# What is needed
Copy out each line below containing "Option".

# Exercise inputs

>>>>>

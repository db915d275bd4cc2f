mod modal;
mod page;

pub use modal::DetailModal;
pub use page::DetailPage;

use compact_str::CompactString;
use lacquer_core::Post;

/// What a host UI renders for a detail view
#[derive(Debug, Clone, PartialEq)]
pub struct DetailViewModel {
    /// The drilled-into post
    pub post: Post,
    /// The "more to explore" batch below it
    pub more_posts: Vec<Post>,
    /// Pagination seed for loading further related posts
    pub seed: CompactString,
}
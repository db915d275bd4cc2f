use compact_str::CompactString;
use parking_lot::Mutex;

use super::BrowserHistory;

/// In-process session history for headless hosts and tests.
///
/// Keeps the same back/current/forward discipline a browser does: pushing a
/// new address moves the current one onto the back stack and clears any
/// forward entries.
#[derive(Debug, Default)]
pub struct SessionHistory {
    inner: Mutex<Entries>,
}

#[derive(Debug, Default)]
struct Entries {
    back: Vec<CompactString>,
    current: Option<CompactString>,
    forward: Vec<CompactString>,
}

impl SessionHistory {
    pub fn new() -> Self {
        Self::default()
    }

    /// Address of the entry currently navigated to
    pub fn current(&self) -> Option<CompactString> {
        self.inner.lock().current.clone()
    }

    /// Number of entries behind the current one
    pub fn back_len(&self) -> usize {
        self.inner.lock().back.len()
    }

    pub fn can_go_back(&self) -> bool {
        !self.inner.lock().back.is_empty()
    }

    pub fn can_go_forward(&self) -> bool {
        !self.inner.lock().forward.is_empty()
    }

    /// Re-navigate to the next entry, if a back left one behind
    pub fn forward(&self) -> Option<CompactString> {
        let mut entries = self.inner.lock();
        let next = entries.forward.pop()?;
        if let Some(current) = entries.current.take() {
            entries.back.push(current);
        }
        entries.current = Some(next.clone());
        Some(next)
    }
}

impl BrowserHistory for SessionHistory {
    fn push(&self, address: &str) {
        let mut entries = self.inner.lock();
        if let Some(current) = entries.current.take() {
            entries.back.push(current);
        }
        entries.current = Some(address.into());
        entries.forward.clear();
    }

    fn back(&self) {
        let mut entries = self.inner.lock();
        if let Some(prev) = entries.back.pop() {
            if let Some(current) = entries.current.take() {
                entries.forward.push(current);
            }
            entries.current = Some(prev);
        }
    }
}

#[cfg(test)]
mod tests {
    use super::*;
    use crate::history::{post_address, ROOT_ADDRESS};

    #[test]
    fn test_push_records_entries_in_order() {
        let history = SessionHistory::new();
        history.push(ROOT_ADDRESS);
        history.push(&post_address(42));
        history.push(&post_address(7));

        assert_eq!(history.current().as_deref(), Some("/post/7"));
        assert_eq!(history.back_len(), 2);
        assert!(!history.can_go_forward());
    }

    #[test]
    fn test_back_and_forward_walk_entries() {
        let history = SessionHistory::new();
        history.push(ROOT_ADDRESS);
        history.push(&post_address(42));

        history.back();
        assert_eq!(history.current().as_deref(), Some("/"));
        assert!(history.can_go_forward());

        assert_eq!(history.forward().as_deref(), Some("/post/42"));
        assert!(!history.can_go_forward());
    }

    #[test]
    fn test_push_clears_forward_entries() {
        let history = SessionHistory::new();
        history.push(ROOT_ADDRESS);
        history.push(&post_address(42));
        history.back();

        history.push(&post_address(9));
        assert!(!history.can_go_forward());
        assert_eq!(history.current().as_deref(), Some("/post/9"));
    }

    #[test]
    fn test_back_at_first_entry_is_a_no_op() {
        let history = SessionHistory::new();
        history.push(ROOT_ADDRESS);
        history.back();
        assert_eq!(history.current().as_deref(), Some("/"));
    }
}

<<<<<

# Result of the task
    current: Option<CompactString>,
    pub fn current(&self) -> Option<CompactString> {
    pub fn forward(&self) -> Option<CompactString> {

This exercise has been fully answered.